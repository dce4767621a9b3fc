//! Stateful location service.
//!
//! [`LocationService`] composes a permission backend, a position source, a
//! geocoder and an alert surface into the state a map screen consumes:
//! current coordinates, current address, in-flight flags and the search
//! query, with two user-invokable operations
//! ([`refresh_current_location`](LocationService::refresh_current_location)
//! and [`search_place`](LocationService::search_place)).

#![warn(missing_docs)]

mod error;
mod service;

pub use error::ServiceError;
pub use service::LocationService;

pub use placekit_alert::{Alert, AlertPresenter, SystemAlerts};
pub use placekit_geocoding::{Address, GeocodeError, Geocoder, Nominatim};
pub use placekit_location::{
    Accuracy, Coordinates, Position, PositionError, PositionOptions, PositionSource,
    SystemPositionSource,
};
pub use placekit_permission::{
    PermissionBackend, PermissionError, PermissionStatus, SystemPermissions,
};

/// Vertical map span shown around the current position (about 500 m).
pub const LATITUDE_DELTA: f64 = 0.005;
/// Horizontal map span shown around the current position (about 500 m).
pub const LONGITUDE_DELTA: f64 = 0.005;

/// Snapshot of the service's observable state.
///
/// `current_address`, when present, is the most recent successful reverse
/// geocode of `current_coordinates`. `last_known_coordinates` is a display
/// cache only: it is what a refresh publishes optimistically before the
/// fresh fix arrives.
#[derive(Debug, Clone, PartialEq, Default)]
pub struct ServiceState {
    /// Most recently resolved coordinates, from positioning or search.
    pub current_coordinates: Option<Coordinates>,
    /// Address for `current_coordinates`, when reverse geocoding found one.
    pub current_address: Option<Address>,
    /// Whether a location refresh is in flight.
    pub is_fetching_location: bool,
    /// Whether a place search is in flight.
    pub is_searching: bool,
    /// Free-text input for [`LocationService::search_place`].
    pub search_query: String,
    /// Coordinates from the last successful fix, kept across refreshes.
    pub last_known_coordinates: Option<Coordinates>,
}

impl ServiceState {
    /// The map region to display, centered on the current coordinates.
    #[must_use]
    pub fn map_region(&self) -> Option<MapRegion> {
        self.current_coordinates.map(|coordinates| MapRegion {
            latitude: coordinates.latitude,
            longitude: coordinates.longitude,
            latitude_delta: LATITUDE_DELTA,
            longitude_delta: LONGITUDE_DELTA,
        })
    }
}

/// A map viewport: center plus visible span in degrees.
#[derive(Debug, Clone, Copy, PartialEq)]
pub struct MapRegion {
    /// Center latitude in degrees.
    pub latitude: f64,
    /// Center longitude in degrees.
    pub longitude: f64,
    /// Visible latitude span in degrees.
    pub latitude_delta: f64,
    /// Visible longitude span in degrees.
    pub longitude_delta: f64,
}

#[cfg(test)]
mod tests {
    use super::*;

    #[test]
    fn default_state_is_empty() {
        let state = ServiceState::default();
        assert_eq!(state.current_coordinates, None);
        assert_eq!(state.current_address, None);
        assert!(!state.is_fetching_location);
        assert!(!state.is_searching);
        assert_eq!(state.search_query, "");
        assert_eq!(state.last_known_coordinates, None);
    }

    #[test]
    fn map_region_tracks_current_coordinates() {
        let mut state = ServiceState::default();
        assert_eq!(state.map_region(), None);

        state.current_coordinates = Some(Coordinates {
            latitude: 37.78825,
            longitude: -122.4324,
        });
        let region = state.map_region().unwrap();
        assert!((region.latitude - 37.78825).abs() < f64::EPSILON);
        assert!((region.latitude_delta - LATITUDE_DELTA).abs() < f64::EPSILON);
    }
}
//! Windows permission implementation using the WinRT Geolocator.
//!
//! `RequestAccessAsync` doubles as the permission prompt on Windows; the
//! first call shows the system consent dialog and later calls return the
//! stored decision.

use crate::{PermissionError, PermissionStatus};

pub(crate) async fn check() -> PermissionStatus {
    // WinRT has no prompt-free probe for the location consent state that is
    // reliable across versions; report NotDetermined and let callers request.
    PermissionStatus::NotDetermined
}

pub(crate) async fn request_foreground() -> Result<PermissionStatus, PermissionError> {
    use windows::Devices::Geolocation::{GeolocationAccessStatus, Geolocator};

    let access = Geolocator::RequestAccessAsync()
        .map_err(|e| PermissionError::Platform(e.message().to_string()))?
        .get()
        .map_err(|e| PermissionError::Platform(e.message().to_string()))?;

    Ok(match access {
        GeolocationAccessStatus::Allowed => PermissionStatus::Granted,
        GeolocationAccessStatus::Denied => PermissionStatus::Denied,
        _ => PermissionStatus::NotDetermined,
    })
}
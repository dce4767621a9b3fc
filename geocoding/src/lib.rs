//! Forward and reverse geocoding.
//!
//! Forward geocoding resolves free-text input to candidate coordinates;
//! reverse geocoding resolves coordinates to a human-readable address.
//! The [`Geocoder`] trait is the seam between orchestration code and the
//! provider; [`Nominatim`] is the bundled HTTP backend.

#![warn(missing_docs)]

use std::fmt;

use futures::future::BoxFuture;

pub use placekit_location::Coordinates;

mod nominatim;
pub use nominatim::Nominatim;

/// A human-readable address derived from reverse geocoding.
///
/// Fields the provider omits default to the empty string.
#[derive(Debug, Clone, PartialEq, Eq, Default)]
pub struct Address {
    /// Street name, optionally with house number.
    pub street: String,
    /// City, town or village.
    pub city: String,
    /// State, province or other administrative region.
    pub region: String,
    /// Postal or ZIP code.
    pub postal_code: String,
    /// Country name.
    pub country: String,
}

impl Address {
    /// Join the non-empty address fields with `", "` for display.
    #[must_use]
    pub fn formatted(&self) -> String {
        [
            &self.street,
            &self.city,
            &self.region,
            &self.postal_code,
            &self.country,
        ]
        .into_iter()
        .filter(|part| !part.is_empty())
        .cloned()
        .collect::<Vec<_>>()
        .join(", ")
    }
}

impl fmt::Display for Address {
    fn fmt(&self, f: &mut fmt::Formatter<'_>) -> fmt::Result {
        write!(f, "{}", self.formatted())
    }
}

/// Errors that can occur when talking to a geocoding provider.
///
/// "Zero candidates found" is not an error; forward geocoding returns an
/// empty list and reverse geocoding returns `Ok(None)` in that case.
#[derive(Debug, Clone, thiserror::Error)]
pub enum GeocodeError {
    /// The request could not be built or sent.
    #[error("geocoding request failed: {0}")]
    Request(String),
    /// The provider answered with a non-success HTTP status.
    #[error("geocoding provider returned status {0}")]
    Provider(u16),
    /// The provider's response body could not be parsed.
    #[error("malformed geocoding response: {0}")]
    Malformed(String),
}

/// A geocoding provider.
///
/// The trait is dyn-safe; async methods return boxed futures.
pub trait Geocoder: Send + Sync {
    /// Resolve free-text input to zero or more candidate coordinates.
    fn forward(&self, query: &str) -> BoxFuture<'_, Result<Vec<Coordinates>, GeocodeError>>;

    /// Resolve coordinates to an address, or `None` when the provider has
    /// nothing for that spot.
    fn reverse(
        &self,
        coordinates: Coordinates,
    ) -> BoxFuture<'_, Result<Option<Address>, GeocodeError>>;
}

++++

== What to produce ==
Track down all lines above with the string "Platform" and copy them.

== Solution to this exercise ==
        .map_err(|e| PermissionError::Platform(e.message().to_string()))?
        .map_err(|e| PermissionError::Platform(e.message().to_string()))?;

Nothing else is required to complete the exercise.